» **Problem details**
Each line of the listing that includes the string "shutdown" needs to be located and copied.

[[ Exercise input open ]]

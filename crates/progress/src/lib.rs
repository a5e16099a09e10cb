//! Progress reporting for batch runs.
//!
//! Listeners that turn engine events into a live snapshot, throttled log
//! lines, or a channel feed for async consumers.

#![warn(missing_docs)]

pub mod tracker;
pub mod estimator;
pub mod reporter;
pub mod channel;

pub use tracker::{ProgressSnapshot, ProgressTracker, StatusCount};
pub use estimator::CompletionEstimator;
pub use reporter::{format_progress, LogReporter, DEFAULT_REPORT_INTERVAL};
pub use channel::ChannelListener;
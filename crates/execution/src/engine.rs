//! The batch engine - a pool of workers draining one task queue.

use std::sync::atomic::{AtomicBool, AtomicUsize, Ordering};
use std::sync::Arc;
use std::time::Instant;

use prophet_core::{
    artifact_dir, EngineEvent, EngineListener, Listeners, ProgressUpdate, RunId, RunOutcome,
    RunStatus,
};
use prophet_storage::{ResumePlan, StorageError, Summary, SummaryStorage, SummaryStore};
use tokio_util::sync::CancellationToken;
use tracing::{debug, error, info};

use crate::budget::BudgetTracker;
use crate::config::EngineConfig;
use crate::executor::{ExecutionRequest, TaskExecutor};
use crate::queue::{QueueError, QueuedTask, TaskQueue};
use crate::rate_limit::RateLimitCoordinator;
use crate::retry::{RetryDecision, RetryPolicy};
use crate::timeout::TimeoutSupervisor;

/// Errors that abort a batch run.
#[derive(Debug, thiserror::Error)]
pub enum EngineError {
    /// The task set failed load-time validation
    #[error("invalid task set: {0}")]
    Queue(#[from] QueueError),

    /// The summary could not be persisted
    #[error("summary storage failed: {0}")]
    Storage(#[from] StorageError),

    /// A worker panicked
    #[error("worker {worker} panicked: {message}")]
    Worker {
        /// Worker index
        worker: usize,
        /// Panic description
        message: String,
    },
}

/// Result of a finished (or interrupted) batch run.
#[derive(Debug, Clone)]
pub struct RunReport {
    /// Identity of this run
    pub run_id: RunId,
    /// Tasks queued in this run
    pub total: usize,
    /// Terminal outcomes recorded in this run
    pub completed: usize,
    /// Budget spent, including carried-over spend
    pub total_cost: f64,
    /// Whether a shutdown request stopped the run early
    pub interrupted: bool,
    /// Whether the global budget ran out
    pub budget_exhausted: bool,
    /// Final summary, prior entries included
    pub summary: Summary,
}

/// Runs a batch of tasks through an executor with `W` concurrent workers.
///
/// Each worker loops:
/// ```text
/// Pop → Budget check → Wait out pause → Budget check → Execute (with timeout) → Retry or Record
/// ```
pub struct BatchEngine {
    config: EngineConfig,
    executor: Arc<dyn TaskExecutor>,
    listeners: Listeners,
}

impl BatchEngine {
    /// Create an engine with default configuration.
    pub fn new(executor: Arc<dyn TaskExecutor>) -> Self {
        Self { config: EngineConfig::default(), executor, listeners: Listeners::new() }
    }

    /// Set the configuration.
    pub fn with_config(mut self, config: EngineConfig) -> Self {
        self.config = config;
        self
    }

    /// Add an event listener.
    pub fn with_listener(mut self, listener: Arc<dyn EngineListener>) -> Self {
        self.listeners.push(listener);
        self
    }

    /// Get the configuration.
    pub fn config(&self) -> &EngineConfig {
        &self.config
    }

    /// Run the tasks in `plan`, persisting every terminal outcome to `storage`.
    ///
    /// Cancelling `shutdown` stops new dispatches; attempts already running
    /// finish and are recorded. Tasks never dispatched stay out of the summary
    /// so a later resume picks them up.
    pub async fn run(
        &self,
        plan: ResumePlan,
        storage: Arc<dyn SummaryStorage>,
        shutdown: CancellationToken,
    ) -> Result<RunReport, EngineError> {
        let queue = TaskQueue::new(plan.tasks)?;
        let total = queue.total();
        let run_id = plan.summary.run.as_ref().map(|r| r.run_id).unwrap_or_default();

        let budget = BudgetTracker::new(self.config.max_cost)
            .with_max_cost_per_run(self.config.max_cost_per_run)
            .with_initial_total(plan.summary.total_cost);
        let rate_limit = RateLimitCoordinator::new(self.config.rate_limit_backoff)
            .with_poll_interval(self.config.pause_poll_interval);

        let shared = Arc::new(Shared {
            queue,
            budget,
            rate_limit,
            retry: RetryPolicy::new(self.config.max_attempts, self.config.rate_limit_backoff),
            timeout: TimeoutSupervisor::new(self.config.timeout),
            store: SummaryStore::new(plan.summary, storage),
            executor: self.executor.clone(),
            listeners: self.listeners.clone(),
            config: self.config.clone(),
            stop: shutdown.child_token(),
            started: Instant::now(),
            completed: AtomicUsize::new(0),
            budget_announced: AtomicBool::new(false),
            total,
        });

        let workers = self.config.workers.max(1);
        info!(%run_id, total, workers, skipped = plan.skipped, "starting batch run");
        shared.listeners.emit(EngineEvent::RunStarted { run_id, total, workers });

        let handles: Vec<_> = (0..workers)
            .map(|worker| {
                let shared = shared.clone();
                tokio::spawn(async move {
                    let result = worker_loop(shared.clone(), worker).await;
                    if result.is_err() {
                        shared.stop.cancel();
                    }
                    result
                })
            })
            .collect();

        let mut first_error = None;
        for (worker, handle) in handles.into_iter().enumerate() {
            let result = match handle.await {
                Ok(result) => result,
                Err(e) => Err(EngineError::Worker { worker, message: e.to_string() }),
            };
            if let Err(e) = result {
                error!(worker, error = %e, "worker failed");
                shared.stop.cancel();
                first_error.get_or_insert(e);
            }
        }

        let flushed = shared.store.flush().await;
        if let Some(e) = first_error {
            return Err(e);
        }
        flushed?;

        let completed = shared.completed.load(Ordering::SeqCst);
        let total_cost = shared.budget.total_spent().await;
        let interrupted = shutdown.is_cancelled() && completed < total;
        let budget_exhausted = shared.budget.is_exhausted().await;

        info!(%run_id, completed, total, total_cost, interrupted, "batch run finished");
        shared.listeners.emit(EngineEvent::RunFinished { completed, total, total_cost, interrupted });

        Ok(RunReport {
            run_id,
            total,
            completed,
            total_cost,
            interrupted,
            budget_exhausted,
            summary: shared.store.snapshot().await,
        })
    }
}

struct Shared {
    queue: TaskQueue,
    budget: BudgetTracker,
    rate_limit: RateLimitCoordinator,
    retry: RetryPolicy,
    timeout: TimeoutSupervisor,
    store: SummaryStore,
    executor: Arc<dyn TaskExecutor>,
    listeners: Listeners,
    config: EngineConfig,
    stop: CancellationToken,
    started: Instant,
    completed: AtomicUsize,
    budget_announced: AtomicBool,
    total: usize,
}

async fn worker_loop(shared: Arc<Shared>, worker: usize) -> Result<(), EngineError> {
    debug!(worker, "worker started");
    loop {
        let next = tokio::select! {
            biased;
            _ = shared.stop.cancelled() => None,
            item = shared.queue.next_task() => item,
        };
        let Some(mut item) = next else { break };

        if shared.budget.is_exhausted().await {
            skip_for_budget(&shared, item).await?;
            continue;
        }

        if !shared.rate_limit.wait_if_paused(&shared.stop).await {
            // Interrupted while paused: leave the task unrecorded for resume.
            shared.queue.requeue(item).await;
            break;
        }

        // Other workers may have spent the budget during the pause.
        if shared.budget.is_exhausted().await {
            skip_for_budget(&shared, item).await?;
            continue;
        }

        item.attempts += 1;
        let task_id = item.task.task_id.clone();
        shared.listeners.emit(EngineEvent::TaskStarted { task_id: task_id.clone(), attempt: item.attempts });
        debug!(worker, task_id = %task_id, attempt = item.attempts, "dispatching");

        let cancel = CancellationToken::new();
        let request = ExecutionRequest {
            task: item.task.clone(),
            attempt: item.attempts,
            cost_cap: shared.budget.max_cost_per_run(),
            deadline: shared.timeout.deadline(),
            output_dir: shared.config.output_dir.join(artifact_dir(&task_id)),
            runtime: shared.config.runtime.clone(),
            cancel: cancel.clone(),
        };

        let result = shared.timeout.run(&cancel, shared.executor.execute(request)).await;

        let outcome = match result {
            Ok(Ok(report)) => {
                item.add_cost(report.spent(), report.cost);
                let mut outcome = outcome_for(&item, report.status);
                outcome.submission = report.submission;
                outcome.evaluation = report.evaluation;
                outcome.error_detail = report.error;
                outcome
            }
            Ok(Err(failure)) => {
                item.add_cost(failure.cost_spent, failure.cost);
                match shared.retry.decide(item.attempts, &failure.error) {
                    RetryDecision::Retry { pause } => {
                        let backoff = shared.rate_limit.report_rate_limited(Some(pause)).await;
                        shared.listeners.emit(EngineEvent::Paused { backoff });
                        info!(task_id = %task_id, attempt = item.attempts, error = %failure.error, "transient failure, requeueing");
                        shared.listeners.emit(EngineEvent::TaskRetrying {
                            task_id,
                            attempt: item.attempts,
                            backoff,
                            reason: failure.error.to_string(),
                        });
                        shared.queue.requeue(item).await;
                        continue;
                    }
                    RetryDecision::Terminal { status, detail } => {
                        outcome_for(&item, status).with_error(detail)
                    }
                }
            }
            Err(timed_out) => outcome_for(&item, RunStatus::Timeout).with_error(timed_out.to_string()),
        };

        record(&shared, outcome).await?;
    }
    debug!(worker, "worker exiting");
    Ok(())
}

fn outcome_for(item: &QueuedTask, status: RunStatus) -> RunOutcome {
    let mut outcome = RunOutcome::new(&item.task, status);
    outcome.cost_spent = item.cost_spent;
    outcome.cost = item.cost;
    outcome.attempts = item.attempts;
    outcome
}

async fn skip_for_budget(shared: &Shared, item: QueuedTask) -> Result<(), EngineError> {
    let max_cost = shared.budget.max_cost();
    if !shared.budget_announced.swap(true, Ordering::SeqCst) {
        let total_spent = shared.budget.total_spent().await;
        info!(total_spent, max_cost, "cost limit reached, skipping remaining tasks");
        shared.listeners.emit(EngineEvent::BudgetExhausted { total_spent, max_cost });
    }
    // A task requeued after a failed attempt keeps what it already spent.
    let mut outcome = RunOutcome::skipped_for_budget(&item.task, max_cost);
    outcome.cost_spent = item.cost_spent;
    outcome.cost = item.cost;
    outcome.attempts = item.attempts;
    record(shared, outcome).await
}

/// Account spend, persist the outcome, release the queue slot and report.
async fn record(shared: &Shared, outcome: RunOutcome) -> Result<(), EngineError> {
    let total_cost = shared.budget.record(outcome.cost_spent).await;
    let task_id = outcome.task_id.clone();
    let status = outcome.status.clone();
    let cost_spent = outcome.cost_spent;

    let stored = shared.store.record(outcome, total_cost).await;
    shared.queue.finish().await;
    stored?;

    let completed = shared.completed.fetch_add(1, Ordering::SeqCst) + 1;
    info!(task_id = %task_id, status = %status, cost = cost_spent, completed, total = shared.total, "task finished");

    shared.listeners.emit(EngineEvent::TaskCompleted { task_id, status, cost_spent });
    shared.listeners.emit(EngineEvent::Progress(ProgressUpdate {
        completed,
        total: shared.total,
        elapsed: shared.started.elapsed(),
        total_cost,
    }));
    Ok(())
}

[[ Exercise input closed ]]
[[ Exercise input open ]]

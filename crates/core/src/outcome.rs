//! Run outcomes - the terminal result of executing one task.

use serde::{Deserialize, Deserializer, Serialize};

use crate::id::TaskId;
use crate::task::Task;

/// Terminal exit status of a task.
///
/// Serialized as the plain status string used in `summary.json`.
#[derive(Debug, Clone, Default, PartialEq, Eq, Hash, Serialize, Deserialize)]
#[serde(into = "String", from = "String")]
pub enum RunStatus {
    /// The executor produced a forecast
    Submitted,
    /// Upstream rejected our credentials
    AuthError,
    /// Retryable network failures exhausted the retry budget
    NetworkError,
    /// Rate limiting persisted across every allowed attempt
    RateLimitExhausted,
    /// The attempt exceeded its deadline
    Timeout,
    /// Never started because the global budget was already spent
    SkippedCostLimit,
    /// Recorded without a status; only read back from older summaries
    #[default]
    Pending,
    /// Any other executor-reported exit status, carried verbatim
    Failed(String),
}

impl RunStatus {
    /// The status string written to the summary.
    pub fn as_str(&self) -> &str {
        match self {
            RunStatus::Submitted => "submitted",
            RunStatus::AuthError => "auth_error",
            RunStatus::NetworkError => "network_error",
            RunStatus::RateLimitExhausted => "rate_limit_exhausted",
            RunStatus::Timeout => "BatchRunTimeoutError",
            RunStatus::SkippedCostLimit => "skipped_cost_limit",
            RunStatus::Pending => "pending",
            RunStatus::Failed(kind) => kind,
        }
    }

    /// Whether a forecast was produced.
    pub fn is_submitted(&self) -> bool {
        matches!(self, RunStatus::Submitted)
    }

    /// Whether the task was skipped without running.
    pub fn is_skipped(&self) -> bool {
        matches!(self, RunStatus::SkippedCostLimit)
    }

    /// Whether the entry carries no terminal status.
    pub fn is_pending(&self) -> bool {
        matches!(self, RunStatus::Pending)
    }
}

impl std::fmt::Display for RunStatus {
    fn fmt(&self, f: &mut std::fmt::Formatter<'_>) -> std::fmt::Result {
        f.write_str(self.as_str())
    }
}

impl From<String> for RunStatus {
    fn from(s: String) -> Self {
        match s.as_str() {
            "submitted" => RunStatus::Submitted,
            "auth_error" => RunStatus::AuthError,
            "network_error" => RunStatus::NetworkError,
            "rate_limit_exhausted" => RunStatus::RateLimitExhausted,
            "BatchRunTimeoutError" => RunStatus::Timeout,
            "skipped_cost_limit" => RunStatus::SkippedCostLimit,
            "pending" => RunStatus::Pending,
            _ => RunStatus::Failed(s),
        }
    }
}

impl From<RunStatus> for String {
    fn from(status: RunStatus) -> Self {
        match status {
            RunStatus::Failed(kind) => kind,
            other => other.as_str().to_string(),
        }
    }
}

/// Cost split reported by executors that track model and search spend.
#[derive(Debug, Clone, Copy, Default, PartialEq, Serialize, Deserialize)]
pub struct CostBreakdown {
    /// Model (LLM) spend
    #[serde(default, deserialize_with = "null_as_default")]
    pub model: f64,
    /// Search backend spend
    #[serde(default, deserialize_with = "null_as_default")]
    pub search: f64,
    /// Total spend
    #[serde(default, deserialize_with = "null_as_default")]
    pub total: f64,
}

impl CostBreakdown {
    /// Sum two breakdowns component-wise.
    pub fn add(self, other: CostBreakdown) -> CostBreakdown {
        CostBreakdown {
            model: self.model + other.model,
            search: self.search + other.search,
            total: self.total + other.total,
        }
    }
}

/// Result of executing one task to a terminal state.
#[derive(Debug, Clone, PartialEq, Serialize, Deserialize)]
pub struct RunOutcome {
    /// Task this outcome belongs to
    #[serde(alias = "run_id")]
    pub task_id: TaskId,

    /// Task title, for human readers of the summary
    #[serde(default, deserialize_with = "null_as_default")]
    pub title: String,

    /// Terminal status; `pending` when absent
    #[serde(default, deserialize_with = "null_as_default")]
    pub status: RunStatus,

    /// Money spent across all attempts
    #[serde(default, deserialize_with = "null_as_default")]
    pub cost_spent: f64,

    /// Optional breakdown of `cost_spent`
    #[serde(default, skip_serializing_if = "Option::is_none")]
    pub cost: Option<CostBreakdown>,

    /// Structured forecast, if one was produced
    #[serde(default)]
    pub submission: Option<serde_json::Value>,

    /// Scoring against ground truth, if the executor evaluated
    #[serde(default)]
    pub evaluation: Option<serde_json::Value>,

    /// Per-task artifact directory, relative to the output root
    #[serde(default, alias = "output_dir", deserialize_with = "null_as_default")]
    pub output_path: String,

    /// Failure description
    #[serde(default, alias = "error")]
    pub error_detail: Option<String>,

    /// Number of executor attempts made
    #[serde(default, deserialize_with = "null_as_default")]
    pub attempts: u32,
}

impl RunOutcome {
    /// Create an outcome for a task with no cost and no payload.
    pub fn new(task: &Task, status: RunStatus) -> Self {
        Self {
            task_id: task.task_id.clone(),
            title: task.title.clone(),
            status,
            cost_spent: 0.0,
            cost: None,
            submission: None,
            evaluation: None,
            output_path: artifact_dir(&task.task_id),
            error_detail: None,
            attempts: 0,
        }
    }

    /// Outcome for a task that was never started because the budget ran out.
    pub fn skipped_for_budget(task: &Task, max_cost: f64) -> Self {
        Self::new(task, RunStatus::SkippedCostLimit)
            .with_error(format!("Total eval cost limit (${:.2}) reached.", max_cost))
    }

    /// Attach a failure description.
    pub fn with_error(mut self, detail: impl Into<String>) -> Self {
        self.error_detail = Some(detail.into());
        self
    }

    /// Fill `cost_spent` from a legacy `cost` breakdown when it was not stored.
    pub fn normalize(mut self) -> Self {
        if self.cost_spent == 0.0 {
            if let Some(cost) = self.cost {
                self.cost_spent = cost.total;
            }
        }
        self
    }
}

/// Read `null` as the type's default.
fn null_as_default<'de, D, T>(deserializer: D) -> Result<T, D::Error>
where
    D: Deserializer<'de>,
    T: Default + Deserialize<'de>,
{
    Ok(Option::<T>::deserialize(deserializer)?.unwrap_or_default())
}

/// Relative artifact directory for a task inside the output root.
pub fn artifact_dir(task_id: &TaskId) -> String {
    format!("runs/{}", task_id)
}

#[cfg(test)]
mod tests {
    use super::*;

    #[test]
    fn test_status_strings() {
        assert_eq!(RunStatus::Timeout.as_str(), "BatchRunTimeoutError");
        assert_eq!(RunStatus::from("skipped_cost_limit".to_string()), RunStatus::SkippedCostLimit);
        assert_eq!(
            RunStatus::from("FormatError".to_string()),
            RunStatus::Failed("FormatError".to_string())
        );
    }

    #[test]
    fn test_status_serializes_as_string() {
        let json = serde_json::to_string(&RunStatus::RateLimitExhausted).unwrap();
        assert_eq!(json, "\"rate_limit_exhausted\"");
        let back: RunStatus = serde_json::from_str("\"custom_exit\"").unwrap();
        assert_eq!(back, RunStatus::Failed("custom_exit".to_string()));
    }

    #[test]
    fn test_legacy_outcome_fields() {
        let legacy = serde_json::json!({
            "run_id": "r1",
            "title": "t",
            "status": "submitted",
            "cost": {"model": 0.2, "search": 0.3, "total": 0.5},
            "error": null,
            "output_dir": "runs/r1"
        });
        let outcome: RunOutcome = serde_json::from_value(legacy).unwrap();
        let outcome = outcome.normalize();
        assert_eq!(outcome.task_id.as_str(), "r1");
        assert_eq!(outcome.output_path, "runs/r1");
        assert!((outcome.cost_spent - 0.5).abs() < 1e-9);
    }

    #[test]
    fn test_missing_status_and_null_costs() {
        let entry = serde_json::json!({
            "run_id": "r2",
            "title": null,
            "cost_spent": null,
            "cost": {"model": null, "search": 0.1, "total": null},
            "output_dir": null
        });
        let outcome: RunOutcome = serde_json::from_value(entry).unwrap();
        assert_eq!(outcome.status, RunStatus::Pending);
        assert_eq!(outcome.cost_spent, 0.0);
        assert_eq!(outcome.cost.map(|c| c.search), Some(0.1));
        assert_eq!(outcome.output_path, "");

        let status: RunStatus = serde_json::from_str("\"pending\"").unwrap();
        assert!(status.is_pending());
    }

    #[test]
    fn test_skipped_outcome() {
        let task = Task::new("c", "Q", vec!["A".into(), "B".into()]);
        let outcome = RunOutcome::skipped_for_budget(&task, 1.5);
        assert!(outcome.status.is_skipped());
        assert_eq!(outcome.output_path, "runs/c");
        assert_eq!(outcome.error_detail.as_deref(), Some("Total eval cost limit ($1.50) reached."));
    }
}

[[ Exercise input closed ]]

» **Response to the task**
    /// Whether a shutdown request stopped the run early
    /// Cancelling `shutdown` stops new dispatches; attempts already running
        shutdown: CancellationToken,
            stop: shutdown.child_token(),
        let interrupted = shutdown.is_cancelled() && completed < total;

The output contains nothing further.